Records contained in a dataset:
"""

//! Spam decision pipeline

use crate::action::{close_ticket, log_check_failure};
use crate::matcher::{match_keywords, KeywordMatch};
use crate::{GatekeeperError, InFlightTickets, SpamGateConfig};
use spamgate_domain::traits::{SpamClassifier, TicketStore};
use spamgate_domain::{
    AnalysisResult, ClassificationVerdict, DebugInfo, KeywordSet, Ticket, TicketId,
};
use spamgate_extractor::ContentExtractor;
use spamgate_llm::ChatCompletionsProvider;
use std::fmt::Display;
use tracing::{debug, info, warn};

/// Keywords included in debug info
const DEBUG_KEYWORD_LIMIT: usize = 10;

/// Characters of content included in debug info
const DEBUG_PREVIEW_CHARS: usize = 300;

/// Decides whether tickets are spam and closes them
///
/// Keywords are checked first. When none match and a classifier is
/// configured, the AI decides; if the AI call fails the clean keyword
/// result stands.
pub struct Analyzer<C> {
    config: SpamGateConfig,
    keywords: KeywordSet,
    classifier: Option<C>,
    in_flight: Option<InFlightTickets>,
}

impl Analyzer<ChatCompletionsProvider> {
    /// Build an analyzer from configuration
    ///
    /// Validates the configuration and creates the HTTP classifier when an
    /// API key is present.
    pub fn from_config(config: SpamGateConfig) -> Result<Self, GatekeeperError> {
        config.validate()?;

        let classifier = match config.provider_settings() {
            Some(settings) => Some(ChatCompletionsProvider::new(settings)?),
            None => {
                info!("API key not configured, using keywords only");
                None
            }
        };

        Ok(Self::new(config, classifier))
    }
}

impl<C: SpamClassifier> Analyzer<C> {
    /// Create an analyzer with an explicit classifier (or none)
    pub fn new(config: SpamGateConfig, classifier: Option<C>) -> Self {
        Self {
            keywords: config.keywords(),
            config,
            classifier,
            in_flight: None,
        }
    }

    /// Reject concurrent close flows for the same ticket
    pub fn with_in_flight_guard(mut self, in_flight: InFlightTickets) -> Self {
        self.in_flight = Some(in_flight);
        self
    }

    /// The active configuration
    pub fn config(&self) -> &SpamGateConfig {
        &self.config
    }

    /// Whether AI classification is available
    pub fn is_ai_configured(&self) -> bool {
        self.classifier.is_some()
    }

    /// Analyze a ticket without acting on it
    pub fn analyze_ticket<S: TicketStore>(&self, store: &S, id: &TicketId) -> AnalysisResult {
        self.analyze(store, id).1
    }

    /// Analyze a ticket and act on the verdict
    ///
    /// Spam is closed (`closed` reports whether the ticket changed). Any
    /// other outcome on an existing ticket leaves a note explaining why it
    /// stayed open.
    pub fn try_close_ticket<S: TicketStore>(&self, store: &mut S, id: &TicketId) -> AnalysisResult {
        let _guard = match &self.in_flight {
            Some(in_flight) => match in_flight.try_acquire(id) {
                Some(guard) => Some(guard),
                None => {
                    warn!(ticket_id = %id, "Analysis already in progress");
                    return AnalysisResult::failure(format!(
                        "Analysis already in progress for ticket {}",
                        id
                    ));
                }
            },
            None => None,
        };

        let (ticket, result) = self.analyze(store, id);
        let Some(mut ticket) = ticket else {
            return result;
        };

        if result.is_spam_verdict() {
            let reason = result.reason.clone().unwrap_or_default();
            let closed = close_ticket(store, &mut ticket, &self.config.close_reason, &reason);
            return result.with_closed(closed);
        }

        let note_reason = if result.is_clean_verdict() {
            match &result.message {
                Some(message) => format!("No spam detected: {}", message),
                None => "No spam detected".to_string(),
            }
        } else {
            result
                .error
                .clone()
                .unwrap_or_else(|| "Analysis failed".to_string())
        };
        log_check_failure(store, &mut ticket, &note_reason);
        result.with_closed(false)
    }

    /// Hook for newly created tickets
    ///
    /// Runs the close flow when `auto_close` is enabled, otherwise does
    /// nothing and returns `None`.
    pub fn on_ticket_created<S: TicketStore>(
        &self,
        store: &mut S,
        id: &TicketId,
    ) -> Option<AnalysisResult> {
        if !self.config.auto_close {
            debug!(ticket_id = %id, "Auto-close disabled, skipping new ticket");
            return None;
        }
        info!(ticket_id = %id, "Processing new ticket");
        Some(self.try_close_ticket(store, id))
    }

    fn analyze<S: TicketStore>(&self, store: &S, id: &TicketId) -> (Option<Ticket>, AnalysisResult) {
        let ticket = match store.lookup(id) {
            Ok(Some(ticket)) => ticket,
            Ok(None) => return (None, AnalysisResult::failure("Ticket not found")),
            Err(e) => return (None, AnalysisResult::failure(format!("Exception: {}", e))),
        };

        if self.keywords.is_empty() {
            return (Some(ticket), AnalysisResult::failure("No spam keywords configured"));
        }

        let extractor = ContentExtractor::new(self.config.extractor_config(), self.classifier.as_ref());
        let content = extractor.extract(&ticket);
        let debug_info = self.debug_info(&content);

        info!(
            ticket_id = %ticket.id,
            number = %ticket.number,
            content_length = content.len(),
            keywords = self.keywords.len(),
            "Analyzing ticket"
        );

        let keyword_result = match_keywords(&content, &self.keywords);
        info!(
            event = "keyword_checked",
            ticket_id = %ticket.id,
            is_spam = keyword_result.is_spam,
            matched = ?keyword_result.matched_keywords,
            "Keyword check complete"
        );

        if keyword_result.is_spam {
            let reason = format!(
                "Detected spam keywords: {}",
                keyword_result.matched_keywords.join(", ")
            );
            let result = AnalysisResult::spam(reason)
                .with_matched_keywords(keyword_result.matched_keywords);
            return (Some(ticket), self.attach_debug(result, debug_info));
        }

        let Some(classifier) = &self.classifier else {
            debug!(ticket_id = %ticket.id, "No AI available, no keyword matches found");
            let result = AnalysisResult::clean("No spam keywords found (AI not configured)");
            return (Some(ticket), self.attach_debug(result, debug_info));
        };

        info!(
            event = "ai_called",
            ticket_id = %ticket.id,
            model = %self.config.model,
            "Requesting AI classification"
        );
        let verdict = classifier.classify_spam(&content, &self.keywords);
        let verdict_is_clean = matches!(&verdict, Ok(v) if !v.is_spam);

        let result = resolve_ai_outcome(Some(&keyword_result), verdict);
        let result = if verdict_is_clean {
            self.attach_debug(result, debug_info)
        } else {
            result
        };
        (Some(ticket), result)
    }

    fn debug_info(&self, content: &str) -> Option<DebugInfo> {
        if !self.config.enable_logging {
            return None;
        }
        Some(DebugInfo {
            keywords_count: self.keywords.len(),
            keywords: self.keywords.head(DEBUG_KEYWORD_LIMIT).to_vec(),
            content_length: content.len(),
            content_preview: content.chars().take(DEBUG_PREVIEW_CHARS).collect(),
        })
    }

    fn attach_debug(&self, result: AnalysisResult, debug_info: Option<DebugInfo>) -> AnalysisResult {
        match debug_info {
            Some(info) => result.with_debug(info),
            None => result,
        }
    }
}

/// Combine an AI classification with the keyword check that preceded it
///
/// - spam verdict: spam, carrying confidence and indicators
/// - clean verdict: clean, carrying confidence
/// - AI failure after a clean keyword check: clean ("AI unavailable")
/// - AI failure with no keyword check: failure with the AI error
pub fn resolve_ai_outcome<E: Display>(
    keyword_result: Option<&KeywordMatch>,
    verdict: Result<ClassificationVerdict, E>,
) -> AnalysisResult {
    match verdict {
        Ok(verdict) if verdict.is_spam => {
            info!(confidence = verdict.confidence, "AI detected spam");
            AnalysisResult::spam(format!(
                "AI detected spam (confidence: {}%): {}",
                verdict.confidence, verdict.reasoning
            ))
            .with_confidence(verdict.confidence)
            .with_spam_indicators(verdict.indicators)
        }
        Ok(verdict) => {
            info!(confidence = verdict.confidence, "AI determined not spam");
            AnalysisResult::clean(format!(
                "AI determined this is not spam (confidence: {}%)",
                verdict.confidence
            ))
            .with_confidence(verdict.confidence)
        }
        Err(e) => {
            warn!(event = "ai_failed", error = %e, "AI analysis failed");
            match keyword_result {
                Some(_) => {
                    warn!(
                        event = "ai_degraded",
                        "Falling back to clean keyword result"
                    );
                    AnalysisResult::clean("No spam keywords found (AI unavailable)")
                }
                None => AnalysisResult::failure(format!(
                    "AI analysis failed and no keywords configured: {}",
                    e
                )),
            }
        }
    }
}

"""

INSTRUCTIONS TO FOLLOW: Among the records above, find the lines where the word "ContentExtractor" appears and copy them.

FINISHED TASK:
use spamgate_extractor::ContentExtractor;
        let extractor = ContentExtractor::new(self.config.extractor_config(), self.classifier.as_ref());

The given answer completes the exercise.